昨今、ホットな領域となりつつある中小企業のM&A仲介業界。
ホットになっている理由は、「黒字」なのに「後継者未定」な会社が全国に12万社あるとされているほか、縮小する日本のマーケットにおいて業界再編が進んでいることがあげられます。また、M&Aは一件決まると単価が高い…!(事実、M&Aキャピタルパートナーズは、成約件数が年間で21件だが上場)
2006年に日本M&Aセンターが上場したのを始めとして、M&Aキャピタルパートナーズが2013年に上場、ストライクが2016年6月に上場、レコフをM&Aキャピタルパートナーズが30億円で買収しています。
そこで今回は、中小企業のM&A仲介に専業で取り組んでいるの3社について研究したいと思います。
3社について比較する前に、M&A仲介会社を見るときの各社の違いについてみてみます。
まず、M&Aの営業方法に、2つの種類があるようです。
また、報酬をどこもらうか?によっても異なるようです。
では、ここからは3社について比較していきたいと思います。
・日本M&Aセンター
日本M&Aセンターの強みは、強固なネットワークです。665の会計事務所や99の地方銀行、203の信用金庫、証券会社やVC、コンサルなどと提携しています。
提携している会計事務所や金融機関にとってのメリットは、地場の企業の紹介には強いが、地場企業以外の紹介にあまり強くなく、日本M&Aセンターと連携することで、全国の企業に紹介することができるようになります。
また、紹介できる企業を持っていればいるほど、M&Aは強くなると思うので、組んでいる企業数が多い=圧倒的な先行優位性となっており、後発企業には不利になっています。
また、これまでは反響型営業の方が重点を置かれていたようですが、提案型営業にも力を入れているほか、インターネットを活用したM&Aの効率化も行って行く予定です。
・M&Aキャピタルパートナーズ
M&Aキャピタルパートナーズの強みは、上場時にディールの半分近くが調剤薬局のM&Aだったほどに調剤薬局のM&Aに強いことと、提案型営業です。
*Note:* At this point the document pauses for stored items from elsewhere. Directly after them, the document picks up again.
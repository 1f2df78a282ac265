//! Newtype domain identifiers.
//!
//! Every remote object the handler refers to is represented as a distinct
//! newtype, so an [`EnvironmentId`] cannot be passed where an
//! [`AdvancedTaskId`] is expected even though the API numbers both.

use serde::{Deserialize, Serialize};

/// Declares an API-assigned integer id that encodes as a bare JSON number.
macro_rules! api_id {
    ($(#[$attr:meta])* $name:ident) => {
        $(#[$attr])*
        #[derive(Debug, Clone, Copy, PartialEq, Eq, Hash, Serialize, Deserialize)]
        #[serde(transparent)]
        pub struct $name(u64);

        impl $name {
            pub const fn new(value: u64) -> Self {
                Self(value)
            }

            pub const fn as_u64(self) -> u64 {
                self.0
            }
        }

        impl From<u64> for $name {
            fn from(value: u64) -> Self {
                Self(value)
            }
        }

        impl std::fmt::Display for $name {
            fn fmt(&self, f: &mut std::fmt::Formatter<'_>) -> std::fmt::Result {
                self.0.fmt(f)
            }
        }
    };
}

api_id! {
    /// Identifies a project. Carried as `meta.projectId` on incoming events.
    ProjectId
}

api_id! {
    /// Identifies an environment (one deployed branch or pull request of a project).
    EnvironmentId
}

api_id! {
    /// Identifies an advanced task definition: the automation a workflow runs.
    AdvancedTaskId
}

api_id! {
    /// Identifies one task run created by a successful workflow invocation.
    TaskId
}

/// An environment name within a project (e.g. `"main"`, `"pr-42"`).
///
/// Carried as `meta.environment` on incoming events. Never empty: an empty
/// name is treated the same as a missing one.
#[derive(Debug, Clone, PartialEq, Eq, Hash, Serialize)]
#[serde(transparent)]
pub struct EnvironmentName(String);

impl EnvironmentName {
    /// Returns `None` for an empty name.
    pub fn new(name: impl Into<String>) -> Option<Self> {
        let name = name.into();
        (!name.is_empty()).then_some(Self(name))
    }

    pub fn as_str(&self) -> &str {
        &self.0
    }
}

impl std::fmt::Display for EnvironmentName {
    fn fmt(&self, f: &mut std::fmt::Formatter<'_>) -> std::fmt::Result {
        f.write_str(&self.0)
    }
}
また、レコフを買収したことで、これまで強かった事業継承型のM&Aだけでなく、他社では行っていないクロスボーダーのM&Aや上場企業の戦略支援、リストラの支援、企業再生などメニューを増やしています。
・ストライク
ストライクの強みは、インターネットを活用したM&Aに強みを持っています。
インターネットを活用したM&Aとは、買収候補が掲載されている「M&A市場SMART」やポータルサイトの「M&Aオンライン」などを運営しています。
ここからは、3社について業績で比較してみます。
まず、M&A仲介3社の時価総額を比較してみます。
日本M&Aセンターが4446億円と圧倒的な規模となっています。
M&Aキャピタルパートナーズは、レコフの買収が好感されているのもしれません。
M&A仲介3社の売上の推移
次に、3社の売上の推移をみてみたいと思います。
日本M&Aセンターが圧倒的な規模になっていますが、3社ともに順調に成長しています。
次に、経常利益率をみてみます。
平均の経常利益率は45%と他の業界と比較しても高くなっています。
ここからは、M&A仲介におけるKPIをみていきたいと思います。
まず、成約件数の推移を見てみます。
日本M&Aセンターが圧倒的ですが、2社とも成長しています。
次に、成約1件あたりの平均の売上をみてみます。
M&Aキャピタルパートナーズが頭一つ抜けています。
次に、従業員数を見てみます。
売上を従業員1人で割ってみます。
M&Aキャピタルパートナーズが比較的大きくなっています。
最後に、従業員1人あたりの成約件数をみてみます。
M&Aキャピタルパートナーズが、一人あたりの売上が大きい一方で、成約数は少ない傾向にあります。
いかがでしたでしょうか。
M&A仲介はとても属人的であり、人を増やせば比較的伸びる領域だと思う一方で、その人育てるのかなり難しい領域でもあると思います。
中小企業向けM&A仲介事業は、後継者不足問題によって伸びていきそうな領域であり、今後が楽しみです。(リクルートとか参入したら面白そうですけどね〜。)